Change of Perspective
• Take a function that acts on items
[](int x){return x*x;}
• Lift it using view::transform
view::transform([](int x){return x*x;})
• Lifted function acts on ranges of items {1, 2, 3, 4, …}
view::iota(1) |
view::transform([](int x){return x*x;})
• Returns a range of items {1, 4, 9, 16, …}

range
1, 2, 3, 4
range
1, 4, 9, 16
transform(square)
transform
x x*x
square

Laziness
• Infinite range {1, 2, 3, 4, …}
std::iota(1)
• Can’t process it eagerly!
• Transform it lazily, on demand
• Working with data that can’t fit in memory
• infinite ranges
• big data
• database queries: LINQ

Functor Pattern
• Function on types (type template)
• Take any type T and produce Functor<T>
• Function on functions
• Take any function f from t1 to t2
• Return a function from Functor<t1> to Functor<t2>
• Preserve identity
• Preserve composition

Range as Functor
• Function on types: T to range<T>
• Function on functions: view::transform
view::iota(1) |
view::transform([](int x){return x*x;}) |
view::take(10)

future as Functor
• A box that may eventually contain a value of type T
std::future<T> fut = std::async(…);
• Processing this value:
auto x = fut.get(); // may block
auto y = f(x);
• Lifting a function using next:
auto y = fut.next(f).get(); // proposed
• fut.next(f).next(g).get();

Lifting Values
• A pointed functor is a functor
• Function on types
• Function on functions (lifting functions)
• Lifting a single value
• A template function from T to Functor<T>

Examples
• Containers: Creating a singleton container
vector<double> {3.14}
• Lazy range: view::single
• Future: make_ready_future (proposed)
• Usage:
• return value when Functor expected
• terminate recursion

Lifting Multi-Arg Functions
• Applicative functor is a pointed functor:
• Function on types
• Lifting functions and values
• Lifting multi-argument functions to functions taking
multiple Functor arguments (of different types)

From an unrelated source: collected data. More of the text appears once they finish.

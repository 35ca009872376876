#![crate_name = "he_traits"]
#![crate_type = "lib"]
#![warn(missing_docs, unused_imports)]

//! Traits for the homomorphic encryption schemes of he.rs

/// The homomorphic encryption parameters.
pub trait HeParameters {}

/// A ciphertext, produced under some parameters.
pub trait HeCiphertext
where
    Self: Sized,
{
    /// The type of the HE parameters.
    type Parameters: HeParameters;

    /// The parameters recorded in the ciphertext when it was produced.
    fn parameters(&self) -> &Self::Parameters;
}

/// Encrypt a value into a ciphertext.
pub trait HeEncrypter<V: ?Sized, C: HeCiphertext> {
    /// The type of error returned.
    type Error;

    /// Try to encrypt a value into an [`HeCiphertext`].
    fn try_encrypt(&self, value: &V) -> Result<C, Self::Error>;
}

/// Decrypt a ciphertext into a value.
pub trait HeDecrypter<C: HeCiphertext, V> {
    /// The type of error returned.
    type Error;

    /// Try to decrypt an [`HeCiphertext`].
    fn try_decrypt(&self, ct: &C) -> Result<V, Self::Error>;
}

/// Homomorphic addition of two ciphertexts.
pub trait HeEvaluator<C: HeCiphertext> {
    /// The type of error returned.
    type Error;

    /// Try to add two ciphertexts without decrypting them.
    fn try_add(&self, lhs: &C, rhs: &C) -> Result<C, Self::Error>;
}

/// Homomorphic multiplication of a ciphertext by a right-hand side, which is
/// either another ciphertext or a plaintext scalar depending on the scheme.
pub trait HeMultiplier<C: HeCiphertext, Rhs: ?Sized = C> {
    /// The type of error returned.
    type Error;

    /// Try to multiply a ciphertext without decrypting it.
    fn try_mul(&self, lhs: &C, rhs: &Rhs) -> Result<C, Self::Error>;
}
//! Paillier ciphertexts as exchanged on the wire

use crate::{Error, Result};
use chrono::{DateTime, Utc};
use he_traits::{HeCiphertext, HeParameters};
use num_bigint::BigUint;
use serde::{Deserialize, Serialize};

/// The public parameters recorded in a Paillier ciphertext when it is
/// produced.
#[derive(Debug, Clone, PartialEq, Eq, Serialize, Deserialize)]
#[serde(rename_all = "camelCase")]
pub struct EncryptionParameters {
    /// The modulus n, as a decimal string.
    pub n: String,
    /// The generator g, as a decimal string.
    pub g: String,
    /// When the ciphertext was produced.
    pub timestamp: DateTime<Utc>,
}

impl HeParameters for EncryptionParameters {}

/// A Paillier ciphertext.
///
/// The ciphertext is kept as a decimal string, the way it crosses the service
/// boundary; it is parsed by each operation that consumes it.
#[derive(Debug, Clone, PartialEq, Eq, Serialize, Deserialize)]
#[serde(rename_all = "camelCase")]
pub struct EncryptedValue {
    /// The ciphertext c, 0 <= c < n², as a decimal string.
    pub ciphertext: String,
    /// The parameters used at encryption time.
    pub parameters: EncryptionParameters,
}

impl HeCiphertext for EncryptedValue {
    type Parameters = EncryptionParameters;

    fn parameters(&self) -> &EncryptionParameters {
        &self.parameters
    }
}

impl EncryptedValue {
    pub(crate) fn new(c: &BigUint, n: &BigUint, g: &BigUint) -> Self {
        Self {
            ciphertext: c.to_str_radix(10),
            parameters: EncryptionParameters {
                n: n.to_str_radix(10),
                g: g.to_str_radix(10),
                timestamp: Utc::now(),
            },
        }
    }

    /// Parses the ciphertext; `error` builds the error to return when it is not
    /// a non-negative decimal integer.
    pub(crate) fn value_or<F>(&self, error: F) -> Result<BigUint>
    where
        F: FnOnce(String) -> Error,
    {
        self.ciphertext
            .trim()
            .parse::<BigUint>()
            .map_err(|_| error(format!("malformed ciphertext {:?}", self.ciphertext)))
    }
}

Lazy Applicative Range (1)
• Example: Apply 2-arg function plus to two ranges
zip_with(plus, r1, r2);
• Variadic template zip_with
• Takes a function f of n-arguments
• Takes n ranges of corresponding types
• Applies f to corresponding elements (until one of the
ranges runs out)
• Value lifting through repeat (infinite range)

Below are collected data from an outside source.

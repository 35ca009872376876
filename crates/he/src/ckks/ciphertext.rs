//! Ciphertexts of the simplified CKKS scheme

use crate::ckks::CkksParameters;
use crate::{Error, Result};
use he_traits::HeCiphertext;
use num_bigint::BigUint;
use serde::{Deserialize, Serialize};

/// A CKKS ciphertext: one transformed coefficient per polynomial coefficient.
#[derive(Debug, Clone, PartialEq, Eq, Serialize, Deserialize)]
#[serde(rename_all = "camelCase")]
pub struct CkksEncryptedData {
    /// The transformed coefficients, as decimal strings.
    pub ciphertext: Vec<String>,
    /// The parameters used at encryption time.
    pub parameters: CkksParameters,
    /// The number of meaningful slots.
    pub slot_count: usize,
}

impl HeCiphertext for CkksEncryptedData {
    type Parameters = CkksParameters;

    fn parameters(&self) -> &CkksParameters {
        &self.parameters
    }
}

impl CkksEncryptedData {
    pub(crate) fn new(coefficients: &[BigUint], parameters: CkksParameters, slot_count: usize) -> Self {
        Self {
            ciphertext: coefficients.iter().map(|c| c.to_str_radix(10)).collect(),
            parameters,
            slot_count,
        }
    }

    /// Parses the coefficients; `error` builds the error to return when one of
    /// them is not a non-negative decimal integer.
    pub(crate) fn coefficients_or<F>(&self, error: F) -> Result<Vec<BigUint>>
    where
        F: Fn(String) -> Error,
    {
        self.ciphertext
            .iter()
            .enumerate()
            .map(|(i, c)| {
                c.trim()
                    .parse::<BigUint>()
                    .map_err(|_| error(format!("malformed coefficient {c:?} at index {i}")))
            })
            .collect()
    }
}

Lazy Applicative Range (2)
• Apply n-argument function to all combinations of
values from n-ranges
• Could be an overload of view::transform ?
• Implemented as nested loop
• Value lifting through single

Applicative Law
• Lifting a 1-argument function
• As function: transform(f, r)
• As value (1): repeat(f)
• Applying it to range:
zip_with(apply, repeat(f), r)
• As value (2): single(f)
• Applying it to range:
transform(apply, single(f), r)

Applicative future
• Apply multi-argument function to multiple futures
• Not planned, instead when_all
• To apply the function, all arguments must be ready
• Problem: futures may return exceptions, so it’s a
combination of applicatives

Functor Factories
• Library writer provides functions that return
Functors
• User wants to define their own
• How do you chain Functor factories?
Functor<t2> makeT2(t1);
Functor<t3> makeT3(t2);

Future example
• Composing asynchronous calls
future<HANDLE> async_open(string &);
future<Buffer> async_read(HANDLE fh);
• Option 1: call get() twice
• Option 2: call next. Problem: Double future.
future<future<Buffer>> ffBuf =
async_open(“foo").next(&async_read);
• Solution: Collapse double future using unwrap()
async_open("foo").next(&async_read).unwrap()
.next(&async_process);
• Better solution (proposed): Overload next for functions returning futures

Range Example
• Functions returning ranges: Range factories
• Applying range factory to range factory using
transform results in a range of ranges
• Collapsing using flatten
• Combination of transform and flatten called
for_each

Pythagorean Triples
auto triples =
for_each(ints(1), [](int z) {
return for_each(ints(1, z), [=](int x) {
return for_each(ints(x, z), [=](int y) {
return yield_if(x*x + y*y == z*z,
std::make_tuple(x, y, z));
});
});
});
• yield is the same as single inside for_each
• yield_if is conditional yield (monad plus)

Monad
• Monad is an applicative functor
• function on types
• function on functions: function lifting
• value lifting
• multi-argument function lifting
• Flatten (reduce double Functor to single Functor)
• Or Bind (combination of lifting and flatten)
• And some monad laws

Current Problems
• Lack of an overall abstraction (a monad template)
• Random naming
• fmap, transform, next, then, Select (LINQ)
• pure, single, yield, await, make_ready_future
• bind, for_each, next, then, SelectMany
• Need syntactic sugar, like Haskell do notation
• Resumable functions (proposed)

Conclusion
• The same pattern fits many problems
• ranges, lazy ranges
• optional, expected
• futures
• LINQ (IEnumerable)
• state, continuation, input, output
• many more…

Bartosz Milewski, “Re-discovering Monads in C++”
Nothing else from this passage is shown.